Step 4: Create the registration handler
Create a handler file (e.g., src/handlers.ts) to register your configuration:
import * as grok from 'datagrok-api/grok';
import * as ui from 'datagrok-api/ui';
import * as DG from 'datagrok-api/dg';
import {DBExplorer} from '@datagrok-libraries/db-explorer/src/db-explorer';
import {moleculeRenderer} from '@datagrok-libraries/db-explorer/src/renderer';
import {explorerConfig} from './explorer-config';
export async function registerChemblIdHandler() {
// Initialize DB-explorer from configuration
const exp = DBExplorer.initFromConfig(explorerConfig);
if (!exp) {
grok.shell.error('Failed to load db-explorer config');
return;
}
// Optional: Add custom renderers for specific data types
// This example adds a molecule renderer for SMILES columns
exp.addCustomRenderer((_, colName, value) => {
const lc = colName?.toLowerCase() || '';
return (lc === 'structure' || lc.includes('smiles')) &&
typeof value === 'string' &&
grok.chem.checkSmiles(value);
}, (value) => moleculeRenderer(value as string));
console.log('Database object handlers registered');
}
Handler explanation:
- DBExplorer.initFromConfig(): Creates a DB-explorer instance from your configuration.
- addCustomRenderer(): Optionally adds custom visualization for specific data types (e.g., molecules, images, charts).
- First parameter: A function that checks if the renderer should be used (based on column name and value).
- Second parameter: A function that returns an HTML element to display the value.

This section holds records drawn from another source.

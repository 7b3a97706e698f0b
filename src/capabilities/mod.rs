//! Capabilities the combat core consumes from the hosting engine.
//!
//! The core never renders, plays sound or runs physics. It asks a
//! `RayTracer` where a shot lands and tells a `Presentation` which
//! montage sections to play, what to attach where, and where to spawn
//! particles. Both have cheap in-crate implementations for headless use.

use bevy::math::Vec3;
use serde::{Deserialize, Serialize};

use crate::actors::ActorId;

/// Outcome of one line trace. Transient, never stored.
#[derive(Debug, Clone, PartialEq)]
pub struct HitResult {
    pub actor: Option<ActorId>,
    pub bone: Option<String>,
    pub location: Vec3,
    pub blocking: bool,
    pub distance: f32,
}

impl HitResult {
    pub fn on_actor(actor: ActorId, bone: impl Into<String>, location: Vec3) -> Self {
        Self {
            actor: Some(actor),
            bone: Some(bone.into()),
            location,
            blocking: true,
            distance: 0.0,
        }
    }

    /// Static geometry hit: blocks the shot but belongs to no actor.
    pub fn world(location: Vec3) -> Self {
        Self {
            actor: None,
            bone: None,
            location,
            blocking: true,
            distance: 0.0,
        }
    }
}

pub trait RayTracer {
    /// First blocking hit along `direction` (normalized by the caller) within `max_distance`.
    fn trace_ray(&self, origin: Vec3, direction: Vec3, max_distance: f32) -> Option<HitResult>;
}

/// Animation montages the core can request.
#[derive(Debug, Clone, Copy, PartialEq, Eq, Hash, Serialize, Deserialize)]
pub enum Montage {
    HipFire,
    AimFire,
    Reload,
    Equip,
    Dodge,
    HitReact,
    Death,
    EnemyAttack,
    EnemyHit,
    EnemyStagger,
    EnemyDeath,
    EnemyRoar,
    EnemyDodge,
    EnemyTaunt,
}

#[derive(Debug, Clone, PartialEq, Serialize, Deserialize)]
pub struct AnimationCue {
    pub montage: Montage,
    pub section: String,
    pub rate: f32,
}

impl AnimationCue {
    pub fn new(montage: Montage, section: impl Into<String>, rate: f32) -> Self {
        Self {
            montage,
            section: section.into(),
            rate,
        }
    }
}

#[derive(Debug, Clone, Copy, PartialEq, Eq, Serialize, Deserialize)]
pub enum ParticleKind {
    Impact,
    Blood,
    Muzzle,
    Explosion,
}

/// Presentation hooks. All default to no-ops so hosts implement only what they render.
pub trait Presentation {
    fn play_animation(&mut self, _actor: ActorId, _cue: &AnimationCue) {}
    fn attach_actor(&mut self, _owner: ActorId, _socket: &str) {}
    fn spawn_particles_at(&mut self, _location: Vec3, _kind: ParticleKind) {}
}

/// Discards every presentation call.
#[derive(Debug, Default, Clone, Copy)]
pub struct NullPresentation;

impl Presentation for NullPresentation {}

/// Records presentation calls; handy for hosts that batch them and for tests.
#[derive(Debug, Default, Clone)]
pub struct RecordingPresentation {
    pub animations: Vec<(ActorId, AnimationCue)>,
    pub attachments: Vec<(ActorId, String)>,
    pub particles: Vec<(Vec3, ParticleKind)>,
}

impl RecordingPresentation {
    pub fn sections_for(&self, actor: ActorId) -> Vec<&str> {
        self.animations
            .iter()
            .filter(|(a, _)| *a == actor)
            .map(|(_, cue)| cue.section.as_str())
            .collect()
    }

    /// Hand over everything recorded so far and start empty.
    pub fn drain(&mut self) -> RecordingPresentation {
        std::mem::take(self)
    }

    pub fn is_empty(&self) -> bool {
        self.animations.is_empty() && self.attachments.is_empty() && self.particles.is_empty()
    }
}

impl Presentation for RecordingPresentation {
    fn play_animation(&mut self, actor: ActorId, cue: &AnimationCue) {
        self.animations.push((actor, cue.clone()));
    }

    fn attach_actor(&mut self, owner: ActorId, socket: &str) {
        self.attachments.push((owner, socket.to_string()));
    }

    fn spawn_particles_at(&mut self, location: Vec3, kind: ParticleKind) {
        self.particles.push((location, kind));
    }
}

/// Tracer that never hits anything.
#[derive(Debug, Default, Clone, Copy)]
pub struct EmptyTracer;

impl RayTracer for EmptyTracer {
    fn trace_ray(&self, _origin: Vec3, _direction: Vec3, _max_distance: f32) -> Option<HitResult> {
        None
    }
}

/// A sphere attached to an actor bone.
#[derive(Debug, Clone, PartialEq)]
pub struct HitVolume {
    pub actor: ActorId,
    pub bone: String,
    pub center: Vec3,
    pub radius: f32,
}

/// Ray tracer over a flat list of bone spheres.
#[derive(Debug, Default, Clone)]
pub struct SphereTracer {
    volumes: Vec<HitVolume>,
}

impl SphereTracer {
    pub fn new() -> Self {
        Self::default()
    }

    pub fn add(&mut self, actor: ActorId, bone: impl Into<String>, center: Vec3, radius: f32) {
        self.volumes.push(HitVolume {
            actor,
            bone: bone.into(),
            center,
            radius,
        });
    }

    pub fn remove_actor(&mut self, actor: ActorId) {
        self.volumes.retain(|v| v.actor != actor);
    }

    pub fn len(&self) -> usize {
        self.volumes.len()
    }

    pub fn is_empty(&self) -> bool {
        self.volumes.is_empty()
    }
}

fn ray_sphere(origin: Vec3, direction: Vec3, center: Vec3, radius: f32) -> Option<f32> {
    let oc = origin - center;
    let b = oc.dot(direction);
    let c = oc.length_squared() - radius * radius;
    let disc = b * b - c;
    if disc < 0.0 {
        return None;
    }
    let root = disc.sqrt();
    let near = -b - root;
    if near >= 0.0 {
        return Some(near);
    }
    let far = -b + root;
    (far >= 0.0).then_some(far)
}

impl RayTracer for SphereTracer {
    fn trace_ray(&self, origin: Vec3, direction: Vec3, max_distance: f32) -> Option<HitResult> {
        let dir = direction.normalize_or_zero();
        if dir == Vec3::ZERO {
            return None;
        }
        self.volumes
            .iter()
            .filter_map(|v| ray_sphere(origin, dir, v.center, v.radius).map(|t| (t, v)))
            .filter(|(t, _)| *t <= max_distance)
            .min_by(|(a, _), (b, _)| a.total_cmp(b))
            .map(|(t, v)| HitResult {
                actor: Some(v.actor),
                bone: Some(v.bone.clone()),
                location: origin + dir * t,
                blocking: true,
                distance: t,
            })
    }
}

Step 5: Register on plugin startup
Add the registration function to your package's autostart method (e.g., src/package.ts):
import * as grok from 'datagrok-api/grok';
import * as DG from 'datagrok-api/dg';
import {registerChemblIdHandler} from './handlers';
export const _package = new DG.Package();
export class PackageFunctions {
@grok.decorators.autostart()
static init() {
// Register DB-explorer handlers on plugin load
registerChemblIdHandler();
}
// ... other package functions
}
Autostart explanation:
- The
@grok.decorators.autostart()decorator ensures this function runs automatically when the platform loads. - This registers your object handlers, making the system aware of your identifiers immediately.
Step 6: Build and publish
- Build your plugin:
npm run build - Publish your plugin:
grok publish <your-stand-alias> - The plugin will be uploaded to your Datagrok instance.
- Once published, the system automatically detects identifiers matching your patterns and enables exploration.
Testing your setup
To verify your DB-explorer is working:
- Open any dataframe containing your identifiers or just type in your identifier in "Search Everywhere" box.
- Click on a cell containing an identifier (e.g.,
CHEMBL1234). - Make sure the Context Panel on the right side is open (if not, click on F4)
- Check the context panel, should see:
- The primary entity information
- Associated records from related tables (under links)
- Click on related identifiers to navigate through the database.
Advanced customization
The DB-explorer library supports additional customization:
- Custom value converters: Transform identifier values before querying (e.g., adding prefixes).
- Additional relationships: Define relationships not captured in database foreign keys.
- Custom info panes: Add completely custom views in the Context Panel.
For more advanced usage, refer to the DB-explorer library source code.
Examples
The ChEMBL plugin provides a complete, real-world example of DB-explorer implementation for exploring the ChEMBL database.